[To do]
All of the data below should be written out again exactly.
[Input data Boundary: Start]
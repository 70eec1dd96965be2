//! services/delivery_log_service.rs
//! Log de envíos: solo se agregan entradas, nunca se modifican ni borran.

use crate::models::delivery_log_model::{DeliveryLogEntry, DeliveryStatus, LogCounts};

#[derive(Debug, Clone, Default)]
pub struct DeliveryLog {
    entries: Vec<DeliveryLogEntry>,
}

impl DeliveryLog {
    /// Agrega al final. Si el reloj retrocedió, el timestamp se ajusta al
    /// de la última entrada para que el log nunca vaya hacia atrás.
    pub fn append(&mut self, mut entry: DeliveryLogEntry) {
        if let Some(last) = self.entries.last() {
            if entry.timestamp < last.timestamp {
                entry.timestamp = last.timestamp;
            }
        }
        self.entries.push(entry);
    }

    pub fn all(&self) -> &[DeliveryLogEntry] {
        &self.entries
    }

    pub fn counts(&self) -> LogCounts {
        self.entries
            .iter()
            .fold(LogCounts::default(), |mut acc, e| {
                match e.status {
                    DeliveryStatus::Success => acc.success += 1,
                    DeliveryStatus::Failure => acc.failure += 1,
                }
                acc
            })
    }
}

impl Extend<DeliveryLogEntry> for DeliveryLog {
    fn extend<T: IntoIterator<Item = DeliveryLogEntry>>(&mut self, iter: T) {
        for entry in iter {
            self.append(entry);
        }
    }
}
//! models/customer_model.rs
//! Registro de cliente (una fila del CSV) y respuestas del listado.

use serde::ser::SerializeMap;
use serde::{Serialize, Serializer};

/// Una fila del CSV: pares (columna, valor) en el orden del header.
/// Se serializa como objeto JSON respetando ese orden.
#[derive(Debug, Clone, Default, PartialEq, Eq)]
pub struct CustomerRecord {
    fields: Vec<(String, String)>,
}

impl CustomerRecord {
    pub fn new() -> Self {
        Self::default()
    }

    /// Inserta o reemplaza. Una clave repetida conserva su posición
    /// original y se queda con el último valor.
    pub fn insert(&mut self, key: impl Into<String>, value: impl Into<String>) {
        let key = key.into();
        let value = value.into();
        match self.fields.iter_mut().find(|(k, _)| *k == key) {
            Some((_, existing)) => *existing = value,
            None => self.fields.push((key, value)),
        }
    }

    pub fn get(&self, key: &str) -> Option<&str> {
        self.fields
            .iter()
            .find(|(k, _)| k == key)
            .map(|(_, v)| v.as_str())
    }

    pub fn iter(&self) -> impl Iterator<Item = (&str, &str)> {
        self.fields.iter().map(|(k, v)| (k.as_str(), v.as_str()))
    }

    /// Identificador visible del destinatario: "name", si no "email",
    /// si no "Unknown". Un valor vacío cuenta como ausente.
    pub fn recipient_label(&self) -> String {
        ["name", "email"]
            .iter()
            .filter_map(|key| self.get(key))
            .find(|value| !value.is_empty())
            .unwrap_or("Unknown")
            .to_string()
    }
}

impl<K: Into<String>, V: Into<String>> FromIterator<(K, V)> for CustomerRecord {
    fn from_iter<I: IntoIterator<Item = (K, V)>>(iter: I) -> Self {
        let mut record = CustomerRecord::new();
        for (k, v) in iter {
            record.insert(k, v);
        }
        record
    }
}

impl Serialize for CustomerRecord {
    fn serialize<S>(&self, serializer: S) -> Result<S::Ok, S::Error>
    where
        S: Serializer,
    {
        let mut map = serializer.serialize_map(Some(self.fields.len()))?;
        for (k, v) in &self.fields {
            map.serialize_entry(k, v)?;
        }
        map.end()
    }
}

/// GET /api/sessions/{id}/customers
#[derive(Debug, Clone, Serialize)]
pub struct CustomersResponse {
    pub success: bool,
    pub headers: Vec<String>,
    pub customers: Vec<CustomerRecord>,
}

/// POST /api/sessions/{id}/customers
#[derive(Debug, Clone, Serialize)]
pub struct CustomerUploadResponse {
    pub success: bool,
    pub headers: Vec<String>,
    pub count: usize,
    /// true si otra subida más reciente ya reemplazó a esta
    pub stale: bool,
}
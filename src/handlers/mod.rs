//! handlers/mod.rs
//! Módulo que agrupa los distintos handlers (sesión, clientes, mensajes, envío).
pub mod customer_handler;
pub mod image_handler;
pub mod message_handler;
pub mod payload;
pub mod response;
pub mod schedule_handler;
pub mod session_handler;
pub mod settings_handler;
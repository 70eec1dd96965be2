//! handlers/message_handler.rs
use actix_web::{web, HttpResponse};
use uuid::Uuid;

use crate::{
    handlers::response::{session_not_found, validation_error},
    models::{error_model::ValidationError, message_model::GenerateMessagesRequest},
    services::session_service::SessionService,
};

/// POST /api/sessions/{id}/messages
/// Genera los borradores y devuelve la vista previa.
pub async fn generate_messages_endpoint(
    path: web::Path<Uuid>,
    sessions: web::Data<SessionService>,
    body: web::Json<GenerateMessagesRequest>,
) -> HttpResponse {
    let id = path.into_inner();
    let template = body.into_inner().template;

    let result = sessions
        .with_session_mut(&id, |s| -> Result<_, ValidationError> {
            s.generate(&template)?;
            Ok(s.preview())
        })
        .await;

    match result {
        Some(Ok(preview)) => {
            log::info!(
                "(generate_messages) session={} borradores={}",
                id,
                preview.count
            );
            HttpResponse::Ok().json(preview)
        }
        Some(Err(e)) => validation_error(&e),
        None => session_not_found(&id),
    }
}

/// GET /api/sessions/{id}/messages
pub async fn preview_messages_endpoint(
    path: web::Path<Uuid>,
    sessions: web::Data<SessionService>,
) -> HttpResponse {
    let id = path.into_inner();
    match sessions.with_session(&id, |s| s.preview()).await {
        Some(preview) => HttpResponse::Ok().json(preview),
        None => session_not_found(&id),
    }
}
[Input data Boundary: End]
[Result of the task]
repository 70eec1dd96965be2
//! services/delivery_log_service.rs
//! Log de envíos: solo se agregan entradas, nunca se modifican ni borran.

use crate::models::delivery_log_model::{DeliveryLogEntry, DeliveryStatus, LogCounts};

#[derive(Debug, Clone, Default)]
pub struct DeliveryLog {
    entries: Vec<DeliveryLogEntry>,
}

impl DeliveryLog {
    /// Agrega al final. Si el reloj retrocedió, el timestamp se ajusta al
    /// de la última entrada para que el log nunca vaya hacia atrás.
    pub fn append(&mut self, mut entry: DeliveryLogEntry) {
        if let Some(last) = self.entries.last() {
            if entry.timestamp < last.timestamp {
                entry.timestamp = last.timestamp;
            }
        }
        self.entries.push(entry);
    }

    pub fn all(&self) -> &[DeliveryLogEntry] {
        &self.entries
    }

    pub fn counts(&self) -> LogCounts {
        self.entries
            .iter()
            .fold(LogCounts::default(), |mut acc, e| {
                match e.status {
                    DeliveryStatus::Success => acc.success += 1,
                    DeliveryStatus::Failure => acc.failure += 1,
                }
                acc
            })
    }
}

impl Extend<DeliveryLogEntry> for DeliveryLog {
    fn extend<T: IntoIterator<Item = DeliveryLogEntry>>(&mut self, iter: T) {
        for entry in iter {
            self.append(entry);
        }
    }
}
//! models/customer_model.rs
//! Registro de cliente (una fila del CSV) y respuestas del listado.

use serde::ser::SerializeMap;
use serde::{Serialize, Serializer};

/// Una fila del CSV: pares (columna, valor) en el orden del header.
/// Se serializa como objeto JSON respetando ese orden.
#[derive(Debug, Clone, Default, PartialEq, Eq)]
pub struct CustomerRecord {
    fields: Vec<(String, String)>,
}

impl CustomerRecord {
    pub fn new() -> Self {
        Self::default()
    }

    /// Inserta o reemplaza. Una clave repetida conserva su posición
    /// original y se queda con el último valor.
    pub fn insert(&mut self, key: impl Into<String>, value: impl Into<String>) {
        let key = key.into();
        let value = value.into();
        match self.fields.iter_mut().find(|(k, _)| *k == key) {
            Some((_, existing)) => *existing = value,
            None => self.fields.push((key, value)),
        }
    }

    pub fn get(&self, key: &str) -> Option<&str> {
        self.fields
            .iter()
            .find(|(k, _)| k == key)
            .map(|(_, v)| v.as_str())
    }

    pub fn iter(&self) -> impl Iterator<Item = (&str, &str)> {
        self.fields.iter().map(|(k, v)| (k.as_str(), v.as_str()))
    }

    /// Identificador visible del destinatario: "name", si no "email",
    /// si no "Unknown". Un valor vacío cuenta como ausente.
    pub fn recipient_label(&self) -> String {
        ["name", "email"]
            .iter()
            .filter_map(|key| self.get(key))
            .find(|value| !value.is_empty())
            .unwrap_or("Unknown")
            .to_string()
    }
}

impl<K: Into<String>, V: Into<String>> FromIterator<(K, V)> for CustomerRecord {
    fn from_iter<I: IntoIterator<Item = (K, V)>>(iter: I) -> Self {
        let mut record = CustomerRecord::new();
        for (k, v) in iter {
            record.insert(k, v);
        }
        record
    }
}

impl Serialize for CustomerRecord {
    fn serialize<S>(&self, serializer: S) -> Result<S::Ok, S::Error>
    where
        S: Serializer,
    {
        let mut map = serializer.serialize_map(Some(self.fields.len()))?;
        for (k, v) in &self.fields {
            map.serialize_entry(k, v)?;
        }
        map.end()
    }
}

/// GET /api/sessions/{id}/customers
#[derive(Debug, Clone, Serialize)]
pub struct CustomersResponse {
    pub success: bool,
    pub headers: Vec<String>,
    pub customers: Vec<CustomerRecord>,
}

/// POST /api/sessions/{id}/customers
#[derive(Debug, Clone, Serialize)]
pub struct CustomerUploadResponse {
    pub success: bool,
    pub headers: Vec<String>,
    pub count: usize,
    /// true si otra subida más reciente ya reemplazó a esta
    pub stale: bool,
}
filename src/handlers/mod.rs
//! handlers/mod.rs
//! Módulo que agrupa los distintos handlers (sesión, clientes, mensajes, envío).
pub mod customer_handler;
pub mod image_handler;
pub mod message_handler;
pub mod payload;
pub mod response;
pub mod schedule_handler;
pub mod session_handler;
pub mod settings_handler;
repository 70eec1dd96965be2
//! handlers/message_handler.rs
use actix_web::{web, HttpResponse};
use uuid::Uuid;

use crate::{
    handlers::response::{session_not_found, validation_error},
    models::{error_model::ValidationError, message_model::GenerateMessagesRequest},
    services::session_service::SessionService,
};

/// POST /api/sessions/{id}/messages
/// Genera los borradores y devuelve la vista previa.
pub async fn generate_messages_endpoint(
    path: web::Path<Uuid>,
    sessions: web::Data<SessionService>,
    body: web::Json<GenerateMessagesRequest>,
) -> HttpResponse {
    let id = path.into_inner();
    let template = body.into_inner().template;

    let result = sessions
        .with_session_mut(&id, |s| -> Result<_, ValidationError> {
            s.generate(&template)?;
            Ok(s.preview())
        })
        .await;

    match result {
        Some(Ok(preview)) => {
            log::info!(
                "(generate_messages) session={} borradores={}",
                id,
                preview.count
            );
            HttpResponse::Ok().json(preview)
        }
        Some(Err(e)) => validation_error(&e),
        None => session_not_found(&id),
    }
}

/// GET /api/sessions/{id}/messages
pub async fn preview_messages_endpoint(
    path: web::Path<Uuid>,
    sessions: web::Data<SessionService>,
) -> HttpResponse {
    let id = path.into_inner();
    match sessions.with_session(&id, |s| s.preview()).await {
        Some(preview) => HttpResponse::Ok().json(preview),
        None => session_not_found(&id),
    }
}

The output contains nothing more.